[Stored data]
--- START ---

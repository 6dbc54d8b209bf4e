/**
 * Profile Request and Response Types
 */

use serde::{Deserialize, Serialize};

use crate::shared::{parse_skills, Profile, ProfileUpdate, PublicUser, Social, User};

/// Skills arrive either as a comma-separated string or as a list
#[derive(Deserialize, Serialize, Debug, Clone)]
#[serde(untagged)]
pub enum SkillsInput {
    Text(String),
    List(Vec<String>),
}

impl SkillsInput {
    pub fn is_blank(&self) -> bool {
        match self {
            Self::Text(text) => text.trim().is_empty(),
            Self::List(items) => items.iter().all(|s| s.trim().is_empty()),
        }
    }

    pub fn into_skills(self) -> Vec<String> {
        match self {
            Self::Text(text) => parse_skills(&text),
            Self::List(items) => items.iter().map(|s| s.trim().to_string()).collect(),
        }
    }
}

/// Body of POST /api/profile
///
/// Social links are flat fields, as the web form sends them.
#[derive(Deserialize, Serialize, Debug, Default)]
#[serde(default)]
pub struct ProfileRequest {
    pub company: Option<String>,
    pub website: Option<String>,
    pub location: Option<String>,
    pub bio: Option<String>,
    pub status: Option<String>,
    pub githubusername: Option<String>,
    pub skills: Option<SkillsInput>,
    pub youtube: Option<String>,
    pub twitter: Option<String>,
    pub facebook: Option<String>,
    pub linkedin: Option<String>,
    pub instagram: Option<String>,
}

impl ProfileRequest {
    /// Turn a validated request into a merge update
    ///
    /// Blank strings count as absent, so they never overwrite stored values.
    /// The social links are always rebuilt from this request alone.
    pub fn into_update(self) -> ProfileUpdate {
        ProfileUpdate {
            company: non_blank(self.company),
            website: non_blank(self.website),
            location: non_blank(self.location),
            bio: non_blank(self.bio),
            status: non_blank(self.status),
            githubusername: non_blank(self.githubusername),
            skills: self
                .skills
                .filter(|skills| !skills.is_blank())
                .map(SkillsInput::into_skills),
            social: Social {
                youtube: non_blank(self.youtube),
                twitter: non_blank(self.twitter),
                facebook: non_blank(self.facebook),
                linkedin: non_blank(self.linkedin),
                instagram: non_blank(self.instagram),
            },
        }
    }
}

/// Body of PUT /api/profile/experience
#[derive(Deserialize, Serialize, Debug, Default)]
#[serde(default)]
pub struct ExperienceRequest {
    pub title: Option<String>,
    pub company: Option<String>,
    pub location: Option<String>,
    pub from: Option<String>,
    pub to: Option<String>,
    pub current: Option<bool>,
    pub description: Option<String>,
}

/// Body of PUT /api/profile/education
#[derive(Deserialize, Serialize, Debug, Default)]
#[serde(default)]
pub struct EducationRequest {
    pub school: Option<String>,
    pub degree: Option<String>,
    pub fieldofstudy: Option<String>,
    pub from: Option<String>,
    pub to: Option<String>,
    pub current: Option<bool>,
    pub description: Option<String>,
}

/// A profile with its owner's public details in place of the bare user id
#[derive(Serialize, Debug)]
pub struct ProfileView {
    /// Every `Profile` field except `user`
    #[serde(flatten)]
    pub profile: serde_json::Map<String, serde_json::Value>,
    /// `null` when the owning account no longer exists
    pub user: Option<PublicUser>,
}

impl ProfileView {
    pub fn new(profile: &Profile, owner: Option<&User>) -> Result<Self, serde_json::Error> {
        let mut fields = match serde_json::to_value(profile)? {
            serde_json::Value::Object(fields) => fields,
            _ => serde_json::Map::new(),
        };
        fields.remove("user");

        Ok(Self {
            profile: fields,
            user: owner.map(PublicUser::from),
        })
    }
}

/// Response of DELETE /api/profile
#[derive(Serialize, Debug)]
pub struct AccountDeleted {
    pub msg: &'static str,
    pub user: User,
    pub profile: Profile,
}

pub(crate) fn non_blank(value: Option<String>) -> Option<String> {
    value
        .map(|v| v.trim().to_string())
        .filter(|v| !v.is_empty())
}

--- END ---

EXERCISE —
Quote every line of the data, word for word.

RESPONSE TO THE EXERCISE —
repository 6dbc54d8b209bf4e
/**
 * Profile Request and Response Types
 */

use serde::{Deserialize, Serialize};

use crate::shared::{parse_skills, Profile, ProfileUpdate, PublicUser, Social, User};

/// Skills arrive either as a comma-separated string or as a list
#[derive(Deserialize, Serialize, Debug, Clone)]
#[serde(untagged)]
pub enum SkillsInput {
    Text(String),
    List(Vec<String>),
}

impl SkillsInput {
    pub fn is_blank(&self) -> bool {
        match self {
            Self::Text(text) => text.trim().is_empty(),
            Self::List(items) => items.iter().all(|s| s.trim().is_empty()),
        }
    }

    pub fn into_skills(self) -> Vec<String> {
        match self {
            Self::Text(text) => parse_skills(&text),
            Self::List(items) => items.iter().map(|s| s.trim().to_string()).collect(),
        }
    }
}

/// Body of POST /api/profile
///
/// Social links are flat fields, as the web form sends them.
#[derive(Deserialize, Serialize, Debug, Default)]
#[serde(default)]
pub struct ProfileRequest {
    pub company: Option<String>,
    pub website: Option<String>,
    pub location: Option<String>,
    pub bio: Option<String>,
    pub status: Option<String>,
    pub githubusername: Option<String>,
    pub skills: Option<SkillsInput>,
    pub youtube: Option<String>,
    pub twitter: Option<String>,
    pub facebook: Option<String>,
    pub linkedin: Option<String>,
    pub instagram: Option<String>,
}

impl ProfileRequest {
    /// Turn a validated request into a merge update
    ///
    /// Blank strings count as absent, so they never overwrite stored values.
    /// The social links are always rebuilt from this request alone.
    pub fn into_update(self) -> ProfileUpdate {
        ProfileUpdate {
            company: non_blank(self.company),
            website: non_blank(self.website),
            location: non_blank(self.location),
            bio: non_blank(self.bio),
            status: non_blank(self.status),
            githubusername: non_blank(self.githubusername),
            skills: self
                .skills
                .filter(|skills| !skills.is_blank())
                .map(SkillsInput::into_skills),
            social: Social {
                youtube: non_blank(self.youtube),
                twitter: non_blank(self.twitter),
                facebook: non_blank(self.facebook),
                linkedin: non_blank(self.linkedin),
                instagram: non_blank(self.instagram),
            },
        }
    }
}

/// Body of PUT /api/profile/experience
#[derive(Deserialize, Serialize, Debug, Default)]
#[serde(default)]
pub struct ExperienceRequest {
    pub title: Option<String>,
    pub company: Option<String>,
    pub location: Option<String>,
    pub from: Option<String>,
    pub to: Option<String>,
    pub current: Option<bool>,
    pub description: Option<String>,
}

/// Body of PUT /api/profile/education
#[derive(Deserialize, Serialize, Debug, Default)]
#[serde(default)]
pub struct EducationRequest {
    pub school: Option<String>,
    pub degree: Option<String>,
    pub fieldofstudy: Option<String>,
    pub from: Option<String>,
    pub to: Option<String>,
    pub current: Option<bool>,
    pub description: Option<String>,
}

/// A profile with its owner's public details in place of the bare user id
#[derive(Serialize, Debug)]
pub struct ProfileView {
    /// Every `Profile` field except `user`
    #[serde(flatten)]
    pub profile: serde_json::Map<String, serde_json::Value>,
    /// `null` when the owning account no longer exists
    pub user: Option<PublicUser>,
}

impl ProfileView {
    pub fn new(profile: &Profile, owner: Option<&User>) -> Result<Self, serde_json::Error> {
        let mut fields = match serde_json::to_value(profile)? {
            serde_json::Value::Object(fields) => fields,
            _ => serde_json::Map::new(),
        };
        fields.remove("user");

        Ok(Self {
            profile: fields,
            user: owner.map(PublicUser::from),
        })
    }
}

/// Response of DELETE /api/profile
#[derive(Serialize, Debug)]
pub struct AccountDeleted {
    pub msg: &'static str,
    pub user: User,
    pub profile: Profile,
}

pub(crate) fn non_blank(value: Option<String>) -> Option<String> {
    value
        .map(|v| v.trim().to_string())
        .filter(|v| !v.is_empty())
}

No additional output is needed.